I usually struggle with non-linear narratives - it took a while to settle into the three threads here: Gil’s chronological life, his written account of this, subtly edited from reality to try to get him into a religious order late in life, and his experience as an old man in a mission to retrieve a religious statue that may get him a place in the abbey. But, sticking with it, things did become easy to follow.

More often than not, I read genre novels rather than literary fiction. The genre novel’s focus on plot over character details feels like the reading equivalent of a shower rather than a long bath. All too often, the literary novel’s bath is cold and scummy - they can be hard work to read, rather than an enjoyable experience. But this is an immersion in a warm delight. That’s not to say everything is sweetness and light - these were dark times - but reading The Bruegel Boy was a pleasure.

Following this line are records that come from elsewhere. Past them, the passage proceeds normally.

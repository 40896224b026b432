// SPDX-License-Identifier: MIT OR Apache-2.0
//! Glues every other crate into the single-build pipeline: install,
//! introspect, bundle, rewrite, persist, and schedule sub-builds for
//! externals that aren't already resolvable to a finished artifact.
//!
//! Each stage is expressed as plain `?`-propagating Rust rather than behind
//! a generic stage trait — the stages are too heterogeneous (install needs
//! a working directory, rewrite needs the bundle's output) to share one
//! trait usefully.
#![deny(unsafe_code)]
#![warn(missing_docs)]

use async_trait::async_trait;
use cdn_bundler::{BundleOptions, Bundler, BundlerDriver};
use cdn_config::BuildServiceConfig;
use cdn_core::{fingerprint, BuildDescriptor, DepsSet, ModuleMeta, Package, Target};
use cdn_error::{CdnError, ErrorKind};
use cdn_installer::Installer;
use cdn_introspect::{EntryManifest, ModuleIntrospector};
use cdn_queue::{BuildExecutor, BuildQueue};
use cdn_registry::{PackageManifest, PackageResolver, PkgFetch};
use cdn_resolver::{ResolveCtx, ResolverPlugin};
use cdn_rewrite::{ExternalInfo, OutputRewriter, RewriteCtx};
use cdn_store::{FsStore, MetaStore};
use std::collections::{BTreeMap, BTreeSet};
use std::path::{Path, PathBuf};
use std::sync::{Arc, Weak};
use tempfile::TempDir;
use tracing::{debug, info, warn};

/// The outcome of one completed build, shared across every coalesced
/// consumer by [`cdn_queue::BuildQueue`].
#[derive(Debug, Clone, PartialEq)]
pub struct BuildResult {
    /// The fingerprint this result was produced for, doubling as the `FS`
    /// and `DB` key.
    pub build_id: String,
    /// CDN-relative path the artifact was written to (identical to
    /// `build_id` in this implementation; kept as a separate field because
    /// the artifact store and the metadata store treat them as conceptually
    /// distinct keys).
    pub artifact_path: String,
    /// Metadata persisted alongside the artifact.
    pub meta: ModuleMeta,
}

/// Runs one build end to end: install, introspect, bundle, rewrite,
/// persist, `checkDTS`, and — for externals that resolve to a sibling
/// submodule or a dependency that isn't built yet — scheduling sub-builds
/// through the same [`BuildQueue`] this task is itself a worker of.
///
/// The `queue` field is a [`Weak`] handle to break the ownership cycle: the
/// queue owns this task as its `BuildExecutor`, and this task needs the
/// queue to schedule sub-builds. Constructed via [`spawn`]'s
/// `Arc::new_cyclic`.
pub struct BuildTask<B> {
    fetch: Arc<dyn PkgFetch>,
    resolver: PackageResolver,
    installer: Installer,
    bundler_driver: BundlerDriver<B>,
    fs: Arc<dyn FsStore>,
    meta_store: Arc<dyn MetaStore>,
    config: BuildServiceConfig,
    queue: Weak<BuildQueue<BuildResult, BuildTask<B>>>,
}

For the modern reader this is an alien landscape. The religious fervour of the period is quite at odds with modern European life - and where, for instance, Mantel was able to introduce the UK reader to similar religious turmoil in a familiar setting, the Low Countries setting Darwin gives us feels more exotic and complex, with different factions of Protestantism set against the Catholic hierarchy, and the whole political context coming from the influence of Spain as well as the papacy. Yet Darwin never lets this become too distancing - and the constant little reminders of another world (even just saints being Sint Whatever) are part of the reason this is so enticing.

All too often, when I'm reading a literary novel I feel I need to continue reading as a necessary chore - here it was much more a matter of wanting to get back to the book and find out how things were going to develop. And I had to keep looking up the Bruegel paintings that were referenced, adding another layer of detail when seeing again these remarkable works. Her best yet.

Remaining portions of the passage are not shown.